Le microbiome, c'est-à-dire la communauté de bactéries qui vivent dans l'intestin, évolue de manière défavorable avec l'âge. Les espèces qui produisent des composés inflammatoires augmentent, tandis que les bactéries générant des métabolites bénéfiques diminuent. Ce déséquilibre a été associé à une dégradation musculaire accélérée et à d'autres effets du vieillissement.
De nouvelles recherches montrent que l'application répétée d'ultrasons pulsés sur la région abdominale de souris vieillissantes a modifié de façon mesurable le rapport entre espèces bactériennes dans l'intestin. Ces animaux ont ensuite présenté une meilleure fonction musculaire par rapport à un groupe témoin. Les chercheurs désignent explicitement le microbiome comme le pont entre le traitement par ultrasons et les effets musculaires observés.
Ni pilules, ni injections
Ce qui distingue cette approche des autres interventions sur le microbiome, c'est son caractère non invasif. Les transplantations fécales et les probiotiques sont des voies établies, mais toutes deux comportent des limites pratiques et de sécurité. Les ultrasons sont déjà largement utilisés en médecine à des fins diagnostiques et thérapeutiques, et ne causent aucune lésion tissulaire aux réglages appropriés.

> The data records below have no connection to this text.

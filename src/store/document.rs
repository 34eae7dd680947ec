use anyhow::{Context, Result, anyhow};
use serde_json::{Map, Value};
use std::collections::BTreeMap;
use std::fs;
use std::path::{Path, PathBuf};
use std::sync::Mutex;

use crate::domain::{LotRecord, Stage};
use crate::error::StoreError;

/// Existence conditions on dotted field paths. A field holding `null` counts as missing.
#[derive(Debug, Clone, Default, PartialEq)]
pub struct FieldFilter {
    pub exists: Vec<String>,
    pub missing: Vec<String>,
}

impl FieldFilter {
    pub fn new() -> Self {
        Self::default()
    }

    pub fn exists(mut self, path: &str) -> Self {
        self.exists.push(path.to_string());
        self
    }

    pub fn missing(mut self, path: &str) -> Self {
        self.missing.push(path.to_string());
        self
    }

    /// Records sitting exactly at `stage`: every field up to it present, the next one absent
    pub fn at_stage(stage: Stage) -> Self {
        let mut filter = Stage::ALL
            .iter()
            .take_while(|&&s| s <= stage)
            .fold(Self::new(), |f, s| f.exists(s.field()));
        if let Some(next) = stage.next() {
            filter = filter.missing(next.field());
        }
        filter
    }

    pub fn matches(&self, doc: &Value) -> bool {
        self.exists.iter().all(|p| field_present(doc, p))
            && self.missing.iter().all(|p| !field_present(doc, p))
    }
}

/// Per-lot state persistence with partial-field updates
///
/// The pipeline commits through `set_field`/`unset_field` only. [`JsonDirStore`]
/// implements them as read, modify and rename of the whole file, so two concurrent
/// writers to the same record are last-writer-wins on the whole document, even
/// when they touch different fields. [`MemoryStore`] updates fields in place under a lock.
pub trait DocumentStore: Send + Sync {
    /// Create or replace a whole record
    fn insert(&self, record: &LotRecord) -> Result<()>;
    fn get(&self, id: &str) -> Result<Option<LotRecord>>;
    /// Read a single dotted-path field; `None` if the record or field is absent
    fn get_field(&self, id: &str, path: &str) -> Result<Option<Value>>;
    fn set_field(&self, id: &str, path: &str, value: Value) -> Result<()>;
    fn unset_field(&self, id: &str, path: &str) -> Result<()>;
    /// Ids of all records, sorted
    fn ids(&self) -> Result<Vec<String>>;
    /// Ids of records matching the filter, sorted
    fn find(&self, filter: &FieldFilter) -> Result<Vec<String>>;
}

fn split_path(path: &str) -> Result<Vec<&str>> {
    let parts: Vec<&str> = path.split('.').collect();
    if parts.iter().any(|p| p.is_empty()) {
        return Err(StoreError::InvalidField(path.to_string()).into());
    }
    Ok(parts)
}

fn lookup<'a>(doc: &'a Value, path: &str) -> Option<&'a Value> {
    path.split('.').try_fold(doc, |node, key| node.get(key))
}

fn field_present(doc: &Value, path: &str) -> bool {
    lookup(doc, path).is_some_and(|v| !v.is_null())
}

/// Set `path` inside `doc`, creating intermediate objects as needed
pub(crate) fn set_path(doc: &mut Value, path: &str, value: Value) -> Result<()> {
    let parts = split_path(path)?;
    let (last, parents) = parts
        .split_last()
        .ok_or_else(|| anyhow!("Empty field path"))?;

    let mut node = doc;
    for key in parents {
        let object = node
            .as_object_mut()
            .ok_or_else(|| anyhow!("Field {:?} crosses a non-object value", path))?;
        node = object
            .entry(key.to_string())
            .or_insert_with(|| Value::Object(Map::new()));
        if node.is_null() {
            *node = Value::Object(Map::new());
        }
    }

    node.as_object_mut()
        .ok_or_else(|| anyhow!("Field {:?} crosses a non-object value", path))?
        .insert(last.to_string(), value);
    Ok(())
}

/// Remove `path` from `doc`; absent paths are not an error
pub(crate) fn unset_path(doc: &mut Value, path: &str) -> Result<()> {
    let parts = split_path(path)?;
    let Some((last, parents)) = parts.split_last() else {
        return Ok(());
    };

    let mut node = doc;
    for key in parents {
        match node.get_mut(*key) {
            Some(child) => node = child,
            None => return Ok(()),
        }
    }
    if let Some(object) = node.as_object_mut() {
        object.remove(*last);
    }
    Ok(())
}

fn to_record(doc: Value, id: &str) -> Result<LotRecord> {
    serde_json::from_value(doc).with_context(|| format!("Record {} does not deserialize", id))
}

/// In-process store, used by tests and dry runs
#[derive(Debug, Default)]
pub struct MemoryStore {
    docs: Mutex<BTreeMap<String, Value>>,
}

impl MemoryStore {
    pub fn new() -> Self {
        Self::default()
    }

    fn docs(&self) -> Result<std::sync::MutexGuard<'_, BTreeMap<String, Value>>> {
        self.docs
            .lock()
            .map_err(|_| anyhow!("document store lock poisoned"))
    }
}

impl DocumentStore for MemoryStore {
    fn insert(&self, record: &LotRecord) -> Result<()> {
        let doc = serde_json::to_value(record)?;
        self.docs()?.insert(record.id.clone(), doc);
        Ok(())
    }

    fn get(&self, id: &str) -> Result<Option<LotRecord>> {
        let doc = self.docs()?.get(id).cloned();
        doc.map(|d| to_record(d, id)).transpose()
    }

    fn get_field(&self, id: &str, path: &str) -> Result<Option<Value>> {
        let docs = self.docs()?;
        Ok(docs
            .get(id)
            .and_then(|d| lookup(d, path))
            .filter(|v| !v.is_null())
            .cloned())
    }

    fn set_field(&self, id: &str, path: &str, value: Value) -> Result<()> {
        let mut docs = self.docs()?;
        let doc = docs
            .get_mut(id)
            .ok_or_else(|| StoreError::MissingRecord(id.to_string()))?;
        set_path(doc, path, value)
    }

    fn unset_field(&self, id: &str, path: &str) -> Result<()> {
        let mut docs = self.docs()?;
        match docs.get_mut(id) {
            Some(doc) => unset_path(doc, path),
            None => Ok(()),
        }
    }

    fn ids(&self) -> Result<Vec<String>> {
        Ok(self.docs()?.keys().cloned().collect())
    }

    fn find(&self, filter: &FieldFilter) -> Result<Vec<String>> {
        Ok(self
            .docs()?
            .iter()
            .filter(|(_, doc)| filter.matches(doc))
            .map(|(id, _)| id.clone())
            .collect())
    }
}

/// One pretty-printed JSON file per record under a directory
///
/// Writes go to a temporary file that is renamed over the record, so a crash
/// never leaves a half-written document behind.
#[derive(Debug)]
pub struct JsonDirStore {
    root: PathBuf,
}

impl JsonDirStore {
    pub fn open(root: &Path) -> Result<Self> {
        fs::create_dir_all(root)
            .with_context(|| format!("Failed to create store directory: {}", root.display()))?;
        Ok(Self {
            root: root.to_path_buf(),
        })
    }

    fn path_for(&self, id: &str) -> Result<PathBuf> {
        let valid = !id.is_empty()
            && !id.starts_with('.')
            && id
                .chars()
                .all(|c| c.is_ascii_alphanumeric() || matches!(c, '-' | '_' | '.'));
        if !valid {
            return Err(StoreError::InvalidId(id.to_string()).into());
        }
        Ok(self.root.join(format!("{}.json", id)))
    }

    fn read(&self, id: &str) -> Result<Option<Value>> {
        let path = self.path_for(id)?;
        if !path.exists() {
            return Ok(None);
        }
        let contents = fs::read_to_string(&path)
            .with_context(|| format!("Failed to read record: {}", path.display()))?;
        let doc = serde_json::from_str(&contents)
            .with_context(|| format!("Failed to parse record: {}", path.display()))?;
        Ok(Some(doc))
    }

    fn write(&self, id: &str, doc: &Value) -> Result<()> {
        let path = self.path_for(id)?;
        let tmp = self.root.join(format!(".{}.json.tmp", id));
        fs::write(&tmp, serde_json::to_string_pretty(doc)?)
            .with_context(|| format!("Failed to write record: {}", tmp.display()))?;
        fs::rename(&tmp, &path)
            .with_context(|| format!("Failed to commit record: {}", path.display()))
    }
}

impl DocumentStore for JsonDirStore {
    fn insert(&self, record: &LotRecord) -> Result<()> {
        self.write(&record.id, &serde_json::to_value(record)?)
    }

    fn get(&self, id: &str) -> Result<Option<LotRecord>> {
        self.read(id)?.map(|d| to_record(d, id)).transpose()
    }

    fn get_field(&self, id: &str, path: &str) -> Result<Option<Value>> {
        Ok(self
            .read(id)?
            .and_then(|d| lookup(&d, path).filter(|v| !v.is_null()).cloned()))
    }

    fn set_field(&self, id: &str, path: &str, value: Value) -> Result<()> {
        let mut doc = self
            .read(id)?
            .ok_or_else(|| StoreError::MissingRecord(id.to_string()))?;
        set_path(&mut doc, path, value)?;
        self.write(id, &doc)
    }

    fn unset_field(&self, id: &str, path: &str) -> Result<()> {
        let Some(mut doc) = self.read(id)? else {
            return Ok(());
        };
        unset_path(&mut doc, path)?;
        self.write(id, &doc)
    }

    fn ids(&self) -> Result<Vec<String>> {
        let mut ids = Vec::new();
        let entries = fs::read_dir(&self.root)
            .with_context(|| format!("Failed to list store: {}", self.root.display()))?;
        for entry in entries {
            let path = entry?.path();
            if path.extension().is_some_and(|e| e == "json")
                && let Some(stem) = path.file_stem().and_then(|s| s.to_str())
                && !stem.starts_with('.')
            {
                ids.push(stem.to_string());
            }
        }
        ids.sort();
        Ok(ids)
    }

    fn find(&self, filter: &FieldFilter) -> Result<Vec<String>> {
        let mut matched = Vec::new();
        for id in self.ids()? {
            match self.read(&id) {
                Ok(Some(doc)) if filter.matches(&doc) => matched.push(id),
                Ok(_) => {}
                Err(e) => tracing::warn!(lot = %id, error = %e, "Skipping unreadable record"),
            }
        }
        Ok(matched)
    }
}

Le mécanisme précis n'est pas encore entièrement élucidé. Les ultrasons pourraient agir sur le flux sanguin vers la paroi intestinale, modifier la perméabilité de la barrière intestinale, ou perturber directement les conditions de vie de certaines bactéries. Déterminer lequel de ces mécanismes est le plus déterminant fait partie des investigations en cours.
Pertinence pour le vieillissement
La perte de masse musculaire chez les personnes âgées, appelée sarcopénie, est l'une des conséquences les plus fréquentes du vieillissement. Elle constitue un facteur de risque majeur de perte d'autonomie. Des techniques non invasives capables d'orienter le microbiome pour soutenir le maintien musculaire offriraient une solution pratique et peu contraignante pour les patients. Les résultats obtenus jusqu'ici concernent des souris, et des études cliniques restent nécessaires pour savoir si le principe se confirme chez l'être humain. La piste mérite néanmoins d'être explorée sérieusement.